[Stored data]
———
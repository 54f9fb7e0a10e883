//! Command-line interface for the Savour matching engine.
//!
//! Subcommands write pretty JSON to stdout:
//! - `rank` scores a catalog against a preference profile;
//! - `curves` samples the membership curves of one feature;
//! - `describe` prints the model in the artefact format.
//!
//! Options are layered with `ortho_config`: CLI flags override `SAVOUR_*`
//! environment variables, which override configuration files.
#![forbid(unsafe_code)]

use clap::{Parser, Subcommand};

mod curves;
mod describe;
mod error;
mod output;
mod rank;
mod source;

pub use error::CliError;

use curves::{CurvesArgs, run_curves};
use describe::{DescribeArgs, run_describe};
use rank::{RankArgs, run_rank};

const ARG_RANK_PROFILE: &str = "profile";
const ARG_RANK_MODEL: &str = "model";
const ARG_RANK_CATALOG: &str = "catalog";
const ARG_RANK_TOP: &str = "top";
const ARG_RANK_SHOW_FUZZIFIED: &str = "show-fuzzified";
const ENV_RANK_PROFILE: &str = "SAVOUR_CMDS_RANK_PROFILE";
const ARG_CURVES_FEATURE: &str = "feature";
const ARG_CURVES_MODEL: &str = "model";
const ENV_CURVES_FEATURE: &str = "SAVOUR_CMDS_CURVES_FEATURE";
const ARG_DESCRIBE_MODEL: &str = "model";

/// Run the Savour CLI with the current process arguments and environment.
///
/// # Errors
/// Returns [`CliError`] when parsing, configuration, loading, scoring or
/// writing the report fails.
pub fn run() -> Result<(), CliError> {
    let cli = Cli::try_parse().map_err(CliError::ArgumentParsing)?;
    dispatch(cli.command)
}

fn dispatch(command: Command) -> Result<(), CliError> {
    match command {
        Command::Rank(args) => run_rank(args),
        Command::Curves(args) => run_curves(args),
        Command::Describe(args) => run_describe(args),
    }
}

#[derive(Debug, Parser)]
#[command(
    name = "savour",
    about = "Fuzzy preference matching for dish catalogs",
    version
)]
struct Cli {
    #[command(subcommand)]
    command: Command,
}

#[derive(Debug, Subcommand)]
enum Command {
    /// Rank a catalog against a preference profile.
    Rank(RankArgs),
    /// Print the sampled membership curves of a feature.
    Curves(CurvesArgs),
    /// Print the fuzzy model.
    Describe(DescribeArgs),
}

#[cfg(test)]
mod tests;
———
* **Exercise requirements**: A complete, exact copy of the entries is required.

* **Answer to this task**:
repository 54f9fb7e0a10e883
//! Command-line interface for the Savour matching engine.
//!
//! Subcommands write pretty JSON to stdout:
//! - `rank` scores a catalog against a preference profile;
//! - `curves` samples the membership curves of one feature;
//! - `describe` prints the model in the artefact format.
//!
//! Options are layered with `ortho_config`: CLI flags override `SAVOUR_*`
//! environment variables, which override configuration files.
#![forbid(unsafe_code)]

use clap::{Parser, Subcommand};

mod curves;
mod describe;
mod error;
mod output;
mod rank;
mod source;

pub use error::CliError;

use curves::{CurvesArgs, run_curves};
use describe::{DescribeArgs, run_describe};
use rank::{RankArgs, run_rank};

const ARG_RANK_PROFILE: &str = "profile";
const ARG_RANK_MODEL: &str = "model";
const ARG_RANK_CATALOG: &str = "catalog";
const ARG_RANK_TOP: &str = "top";
const ARG_RANK_SHOW_FUZZIFIED: &str = "show-fuzzified";
const ENV_RANK_PROFILE: &str = "SAVOUR_CMDS_RANK_PROFILE";
const ARG_CURVES_FEATURE: &str = "feature";
const ARG_CURVES_MODEL: &str = "model";
const ENV_CURVES_FEATURE: &str = "SAVOUR_CMDS_CURVES_FEATURE";
const ARG_DESCRIBE_MODEL: &str = "model";

/// Run the Savour CLI with the current process arguments and environment.
///
/// # Errors
/// Returns [`CliError`] when parsing, configuration, loading, scoring or
/// writing the report fails.
pub fn run() -> Result<(), CliError> {
    let cli = Cli::try_parse().map_err(CliError::ArgumentParsing)?;
    dispatch(cli.command)
}

fn dispatch(command: Command) -> Result<(), CliError> {
    match command {
        Command::Rank(args) => run_rank(args),
        Command::Curves(args) => run_curves(args),
        Command::Describe(args) => run_describe(args),
    }
}

#[derive(Debug, Parser)]
#[command(
    name = "savour",
    about = "Fuzzy preference matching for dish catalogs",
    version
)]
struct Cli {
    #[command(subcommand)]
    command: Command,
}

#[derive(Debug, Subcommand)]
enum Command {
    /// Rank a catalog against a preference profile.
    Rank(RankArgs),
    /// Print the sampled membership curves of a feature.
    Curves(CurvesArgs),
    /// Print the fuzzy model.
    Describe(DescribeArgs),
}

#[cfg(test)]
mod tests;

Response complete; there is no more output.